Incapaz de suportar os tempos de paz, e de ser um amante que goza os dias suaves, armou tramas e conspirações. Sua má sorte física, porém, nem é causa, nem um álibi. Pois o estigma que igualou o feio ao mau foi desconstruído ao longo da História — e expresso em personagens da literatura e do cinema. Inversamente, a beleza jamais foi garantia — exceto para os tolos — de superioridade e bondade. Por trás da sedução, também pode se ocultar a traiçoeira armadilha de terrível e travestida fealdade.
O ponto que interessa à verdade psíquica —
objeto da psicanálise — não se refere ao fato sensorial, mas ao que não é
observado através dessa categoria. Um exemplo é o sentimento de fealdade não se
referir só à aparência física, mas à experiência subjetiva e mental, ao mundo
interior não sensorial. Ricardo III era feio por fora e por dentro, as duas
dimensões se nutriam. Bolsonaro não teve o mesmo infeliz destino anatômico
dele, mas carrega equivalente feiura mental, uma deformação de caráter que o
anima — ao modo do duque de Gloucester — a ter ódio de todos os que não
integram seu séquito.
Suas ameaças à democracia e a maneira
tosca, simplista e violenta de pensar e governar fazem com que pelo menos 70%
dos brasileiros tenham vontade de latir ferozmente quando ele passa ou aparece
— não por suas feições, mas pelo horrível caráter. O ódio contamina. O Brasil
ficou muito feio. O psicanalista W.R. Bion disse certa vez não ser observada a
origem psicológica dos sofrimentos sociais. Estava na direção certa, se
pensarmos — além do mais — não apenas em líderes psicopáticos, como Bolsonaro,
Trump ou Putin, mas na massa iludida que ainda os apoia, em condições
econômicas críticas causadas por avidez, negação das injustiças sociais e
egoísmo das elites políticas e econômicas.

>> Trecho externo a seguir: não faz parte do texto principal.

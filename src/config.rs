use anyhow::{anyhow, Result};
use serde::Deserialize;
use std::path::{Path, PathBuf};
use std::time::Duration;

use crate::detect::{
    DetectorSettings, DEFAULT_AREA_THRESHOLD, DEFAULT_BLUR_SIGMA, DEFAULT_DILATE_ITERATIONS,
    DEFAULT_PIXEL_DELTA,
};
use crate::ingest::SourceSettings;
use crate::pipeline::{PipelineSettings, DEFAULT_TOPIC, MOTION_PAYLOAD};
use crate::transport::{DEFAULT_CLIENT_ID, DEFAULT_PUBLISH_TIMEOUT};

const DEFAULT_SNAPSHOT_DIR: &str = "motion_photos";
const DEFAULT_SNAPSHOT_COOLDOWN_SECS: u64 = 5;
const DEFAULT_MQTT_BROKER: &str = "localhost:1883";
const DEFAULT_PUBLISH_COOLDOWN_SECS: u64 = 2;
const DEFAULT_SOURCE_URL: &str = "stub://server_room";
const DEFAULT_SOURCE_WIDTH: u32 = 640;
const DEFAULT_SOURCE_HEIGHT: u32 = 480;
const DEFAULT_WARMUP_MS: u64 = 2_000;
const DEFAULT_POLL_INTERVAL_MS: u64 = 100;
const DEFAULT_HEALTH_LOG_SECS: u64 = 60;

#[derive(Debug, Deserialize, Default)]
#[serde(deny_unknown_fields)]
struct RoomwatchConfigFile {
    detector: Option<DetectorConfigFile>,
    snapshots: Option<SnapshotConfigFile>,
    mqtt: Option<MqttConfigFile>,
    source: Option<SourceConfigFile>,
    poll_interval_ms: Option<u64>,
    health_log_secs: Option<u64>,
}

#[derive(Debug, Deserialize, Default)]
#[serde(deny_unknown_fields)]
struct DetectorConfigFile {
    threshold: Option<f64>,
    pixel_delta: Option<u8>,
    blur_sigma: Option<f32>,
    dilate_iterations: Option<u32>,
}

#[derive(Debug, Deserialize, Default)]
#[serde(deny_unknown_fields)]
struct SnapshotConfigFile {
    dir: Option<PathBuf>,
    cooldown_secs: Option<u64>,
}

#[derive(Debug, Deserialize, Default)]
#[serde(deny_unknown_fields)]
struct MqttConfigFile {
    enabled: Option<bool>,
    broker: Option<String>,
    username: Option<String>,
    password: Option<String>,
    topic: Option<String>,
    client_id: Option<String>,
    cooldown_secs: Option<u64>,
    timeout_secs: Option<u64>,
    tls_ca_path: Option<PathBuf>,
    tls_client_cert_path: Option<PathBuf>,
    tls_client_key_path: Option<PathBuf>,
}

#[derive(Debug, Deserialize, Default)]
#[serde(deny_unknown_fields)]
struct SourceConfigFile {
    url: Option<String>,
    width: Option<u32>,
    height: Option<u32>,
    warmup_ms: Option<u64>,
}

#[derive(Debug, Clone)]
pub struct RoomwatchConfig {
    pub detector: DetectorSettings,
    pub snapshots: SnapshotSettings,
    pub mqtt: MqttConfig,
    pub source: SourceSettings,
    pub poll_interval: Duration,
    pub health_log_interval: Duration,
}

#[derive(Debug, Clone)]
pub struct SnapshotSettings {
    pub dir: PathBuf,
    pub cooldown: Duration,
}

#[derive(Debug, Clone)]
pub struct MqttConfig {
    /// When false the daemon runs without a broker and drops notifications.
    pub enabled: bool,
    pub broker: String,
    pub username: Option<String>,
    pub password: Option<String>,
    pub topic: String,
    pub client_id: String,
    pub cooldown: Duration,
    pub timeout: Duration,
    pub tls_ca_path: Option<PathBuf>,
    pub tls_client_cert_path: Option<PathBuf>,
    pub tls_client_key_path: Option<PathBuf>,
}

impl Default for RoomwatchConfig {
    fn default() -> Self {
        Self::from_file(RoomwatchConfigFile::default())
    }
}

impl RoomwatchConfig {
    /// Load from `path` (or `ROOMWATCH_CONFIG`), then apply `ROOMWATCH_*`
    /// overrides, then validate.
    pub fn load(path: Option<&Path>) -> Result<Self> {
        let cfg = Self::load_unvalidated(path)?;
        cfg.validate()?;
        Ok(cfg)
    }

    /// Like `load` but skips validation, for callers that apply further
    /// overrides (CLI flags) and validate afterwards.
    pub fn load_unvalidated(path: Option<&Path>) -> Result<Self> {
        let env_path = std::env::var("ROOMWATCH_CONFIG")
            .ok()
            .filter(|p| !p.trim().is_empty())
            .map(PathBuf::from);
        let file_cfg = match path.map(Path::to_path_buf).or(env_path) {
            Some(path) => read_config_file(&path)?,
            None => RoomwatchConfigFile::default(),
        };
        let mut cfg = Self::from_file(file_cfg);
        cfg.apply_env()?;
        Ok(cfg)
    }

    fn from_file(file: RoomwatchConfigFile) -> Self {
        let detector = file.detector.unwrap_or_default();
        let detector = DetectorSettings {
            area_threshold: detector.threshold.unwrap_or(DEFAULT_AREA_THRESHOLD),
            pixel_delta: detector.pixel_delta.unwrap_or(DEFAULT_PIXEL_DELTA),
            blur_sigma: detector.blur_sigma.unwrap_or(DEFAULT_BLUR_SIGMA),
            dilate_iterations: detector
                .dilate_iterations
                .unwrap_or(DEFAULT_DILATE_ITERATIONS),
        };

        let snapshots = file.snapshots.unwrap_or_default();
        let snapshots = SnapshotSettings {
            dir: snapshots
                .dir
                .unwrap_or_else(|| PathBuf::from(DEFAULT_SNAPSHOT_DIR)),
            cooldown: Duration::from_secs(
                snapshots
                    .cooldown_secs
                    .unwrap_or(DEFAULT_SNAPSHOT_COOLDOWN_SECS),
            ),
        };

        let mqtt = file.mqtt.unwrap_or_default();
        let mqtt = MqttConfig {
            enabled: mqtt.enabled.unwrap_or(true),
            broker: mqtt
                .broker
                .unwrap_or_else(|| DEFAULT_MQTT_BROKER.to_string()),
            username: mqtt.username,
            password: mqtt.password,
            topic: mqtt.topic.unwrap_or_else(|| DEFAULT_TOPIC.to_string()),
            client_id: mqtt
                .client_id
                .unwrap_or_else(|| DEFAULT_CLIENT_ID.to_string()),
            cooldown: Duration::from_secs(
                mqtt.cooldown_secs
                    .unwrap_or(DEFAULT_PUBLISH_COOLDOWN_SECS),
            ),
            timeout: mqtt
                .timeout_secs
                .map(Duration::from_secs)
                .unwrap_or(DEFAULT_PUBLISH_TIMEOUT),
            tls_ca_path: mqtt.tls_ca_path,
            tls_client_cert_path: mqtt.tls_client_cert_path,
            tls_client_key_path: mqtt.tls_client_key_path,
        };

        let source = file.source.unwrap_or_default();
        let source = SourceSettings {
            url: source
                .url
                .unwrap_or_else(|| DEFAULT_SOURCE_URL.to_string()),
            width: source.width.unwrap_or(DEFAULT_SOURCE_WIDTH),
            height: source.height.unwrap_or(DEFAULT_SOURCE_HEIGHT),
            warmup: Duration::from_millis(source.warmup_ms.unwrap_or(DEFAULT_WARMUP_MS)),
        };

        Self {
            detector,
            snapshots,
            mqtt,
            source,
            poll_interval: Duration::from_millis(
                file.poll_interval_ms.unwrap_or(DEFAULT_POLL_INTERVAL_MS),
            ),
            health_log_interval: Duration::from_secs(
                file.health_log_secs.unwrap_or(DEFAULT_HEALTH_LOG_SECS),
            ),
        }
    }

    fn apply_env(&mut self) -> Result<()> {
        if let Some(url) = env_string("ROOMWATCH_SOURCE_URL") {
            self.source.url = url;
        }
        if let Some(dir) = env_string("ROOMWATCH_SNAPSHOT_DIR") {
            self.snapshots.dir = PathBuf::from(dir);
        }
        if let Some(broker) = env_string("ROOMWATCH_MQTT_BROKER") {
            self.mqtt.broker = broker;
        }
        if let Some(username) = env_string("ROOMWATCH_MQTT_USERNAME") {
            self.mqtt.username = Some(username);
        }
        if let Some(password) = env_string("ROOMWATCH_MQTT_PASSWORD") {
            self.mqtt.password = Some(password);
        }
        if let Some(topic) = env_string("ROOMWATCH_MQTT_TOPIC") {
            self.mqtt.topic = topic;
        }
        if let Some(threshold) = env_string("ROOMWATCH_THRESHOLD") {
            self.detector.area_threshold = threshold
                .parse()
                .map_err(|_| anyhow!("ROOMWATCH_THRESHOLD must be a number"))?;
        }
        if let Some(interval) = env_string("ROOMWATCH_POLL_INTERVAL_MS") {
            let millis: u64 = interval.parse().map_err(|_| {
                anyhow!("ROOMWATCH_POLL_INTERVAL_MS must be an integer number of milliseconds")
            })?;
            self.poll_interval = Duration::from_millis(millis);
        }
        Ok(())
    }

    /// Check invariants. Called by `load`; call after applying overrides to
    /// a `load_unvalidated` config.
    pub fn validate(&self) -> Result<()> {
        if self.snapshots.cooldown.is_zero() {
            return Err(anyhow!("snapshot cooldown must be greater than zero"));
        }
        if self.mqtt.cooldown.is_zero() {
            return Err(anyhow!("publish cooldown must be greater than zero"));
        }
        if self.poll_interval.is_zero() {
            return Err(anyhow!("poll interval must be greater than zero"));
        }
        if self.mqtt.timeout.is_zero() {
            return Err(anyhow!("mqtt timeout must be greater than zero"));
        }
        validate_topic(&self.mqtt.topic)?;
        if self.source.url.trim().is_empty() {
            return Err(anyhow!("source url must not be empty"));
        }
        if self.source.width == 0 || self.source.height == 0 {
            return Err(anyhow!(
                "frame size must be non-zero, got {}x{}",
                self.source.width,
                self.source.height
            ));
        }
        if !self.detector.blur_sigma.is_finite() || self.detector.blur_sigma < 0.0 {
            return Err(anyhow!("blur sigma must be a finite value >= 0"));
        }
        if !self.detector.area_threshold.is_finite() || self.detector.area_threshold < 0.0 {
            return Err(anyhow!("area threshold must be a finite value >= 0"));
        }
        if self.snapshots.dir.as_os_str().is_empty() {
            return Err(anyhow!("snapshot directory must not be empty"));
        }
        Ok(())
    }

    pub fn pipeline_settings(&self) -> PipelineSettings {
        PipelineSettings {
            snapshot_cooldown: self.snapshots.cooldown,
            publish_cooldown: self.mqtt.cooldown,
            poll_interval: self.poll_interval,
            topic: self.mqtt.topic.clone(),
            payload: MOTION_PAYLOAD.to_string(),
            health_log_interval: self.health_log_interval,
        }
    }
}

/// Publish topics must be concrete: no wildcards, no empty string.
pub fn validate_topic(topic: &str) -> Result<()> {
    if topic.trim().is_empty() {
        return Err(anyhow!("mqtt topic must not be empty"));
    }
    if topic.contains(['+', '#']) {
        return Err(anyhow!("mqtt topic must not contain wildcards: {}", topic));
    }
    if topic.contains('\0') {
        return Err(anyhow!("mqtt topic must not contain NUL"));
    }
    Ok(())
}

fn env_string(key: &str) -> Option<String> {
    std::env::var(key).ok().filter(|value| !value.trim().is_empty())
}

fn read_config_file(path: &Path) -> Result<RoomwatchConfigFile> {
    let raw = std::fs::read_to_string(path)
        .map_err(|e| anyhow!("failed to read config file {}: {}", path.display(), e))?;
    let cfg = serde_json::from_str(&raw)
        .map_err(|e| anyhow!("invalid config file {}: {}", path.display(), e))?;
    Ok(cfg)
}
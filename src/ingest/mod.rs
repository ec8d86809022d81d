//! Frame ingestion sources.
//!
//! This module provides sources of raw frames:
//! - Synthetic scenes (`stub://` URLs) for demos and tests
//! - Local directories of still images (JPEG/PNG), replayed in name order
//!
//! Every source produces owned `Frame`s of a fixed size. A source is a lazy,
//! non-restartable sequence: each `next_frame` call advances it irreversibly.
//! Any `AcquisitionError` is fatal for the pipeline, which then calls `close`.

pub mod directory;
pub mod synthetic;

use std::time::Duration;

pub use directory::DirectorySource;
pub use synthetic::{SyntheticConfig, SyntheticSource};

use crate::error::AcquisitionError;
use crate::frame::Frame;

/// Configuration shared by all frame sources.
#[derive(Clone, Debug, PartialEq)]
pub struct SourceSettings {
    /// `stub://<name>` for a synthetic scene, otherwise a local directory path.
    pub url: String,
    /// Frame width (synthetic sources only; directories use the first image).
    pub width: u32,
    /// Frame height (synthetic sources only; directories use the first image).
    pub height: u32,
    /// Settling time before the first capture, waited on the pipeline clock.
    pub warmup: Duration,
}

impl Default for SourceSettings {
    fn default() -> Self {
        Self {
            url: "stub://server_room".to_string(),
            width: 640,
            height: 480,
            warmup: Duration::from_secs(2),
        }
    }
}

/// Capture-side contract consumed by the pipeline.
pub trait FrameSource {
    /// Prepare the device. Called once before the first capture.
    fn connect(&mut self) -> Result<(), AcquisitionError>;

    /// Block until the next frame is available.
    fn next_frame(&mut self) -> Result<Frame, AcquisitionError>;

    /// Release the device. Safe to call more than once.
    fn close(&mut self);

    fn is_healthy(&self) -> bool;

    fn stats(&self) -> SourceStats;

    /// Settling time the caller waits after `connect` before the first
    /// capture. Sources never sleep themselves.
    fn warmup(&self) -> Duration {
        Duration::ZERO
    }
}

impl<S: FrameSource + ?Sized> FrameSource for Box<S> {
    fn connect(&mut self) -> Result<(), AcquisitionError> {
        (**self).connect()
    }

    fn next_frame(&mut self) -> Result<Frame, AcquisitionError> {
        (**self).next_frame()
    }

    fn close(&mut self) {
        (**self).close()
    }

    fn is_healthy(&self) -> bool {
        (**self).is_healthy()
    }

    fn stats(&self) -> SourceStats {
        (**self).stats()
    }

    fn warmup(&self) -> Duration {
        (**self).warmup()
    }
}

/// Statistics for a frame source.
#[derive(Clone, Debug, PartialEq, Eq)]
pub struct SourceStats {
    pub frames_captured: u64,
    pub source: String,
}

/// Open the source named by `settings.url`.
pub fn open_source(settings: &SourceSettings) -> Result<Box<dyn FrameSource>, AcquisitionError> {
    if settings.url.trim().is_empty() {
        return Err(AcquisitionError::Device("frame source url is empty".into()));
    }
    if settings.url.starts_with("stub://") {
        return Ok(Box::new(SyntheticSource::new(SyntheticConfig::from_settings(
            settings,
        ))));
    }
    if !is_local_path(&settings.url) {
        return Err(AcquisitionError::Device(format!(
            "unsupported frame source '{}': expected stub:// or a local directory",
            settings.url
        )));
    }
    Ok(Box::new(DirectorySource::new(
        settings.url.trim_start_matches("file://"),
        settings.warmup,
    )))
}

fn is_local_path(url: &str) -> bool {
    url.starts_with("file://") || !url.contains("://")
}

A inconsistência de Bolsonaro na capacidade
de liderar o conduz à imitação e à alucinação. Ele delira ao desejar repetir
Donald Trump e os episódios de 6 de janeiro de 2021 no Capitólio. Em seu mundo
interno oco, vagueiam espectros da ditadura e torturadores que são seus
exemplos. Vazio, ele odeia a cultura e as artes. Egoísta e autocrático, deplora
a democracia e o humanismo. Inveja quem tem mais amplitude mental, cultural e
política. Procura de forma desesperada se superar com sarcasmo, incontinências
verbais e emocionais de alta arrogância e prepotência.
A heroica resistência da sociedade
brasileira e de suas instituições tem impedido até agora que a fealdade de
Bolsonaro — apoiada por um Congresso rendido por interesses mesquinhos e por
ambíguas Forças Armadas — se converta, ainda mais, da alucinação para o
concreto, em atos de opressão sanguinária e totalitária. Que a cortina se feche
sobre o palco e retire a tempo esse feio e cruel personagem. Os cães ladram,
mas a carruagem não passará. Agora será o verão da nossa alegria.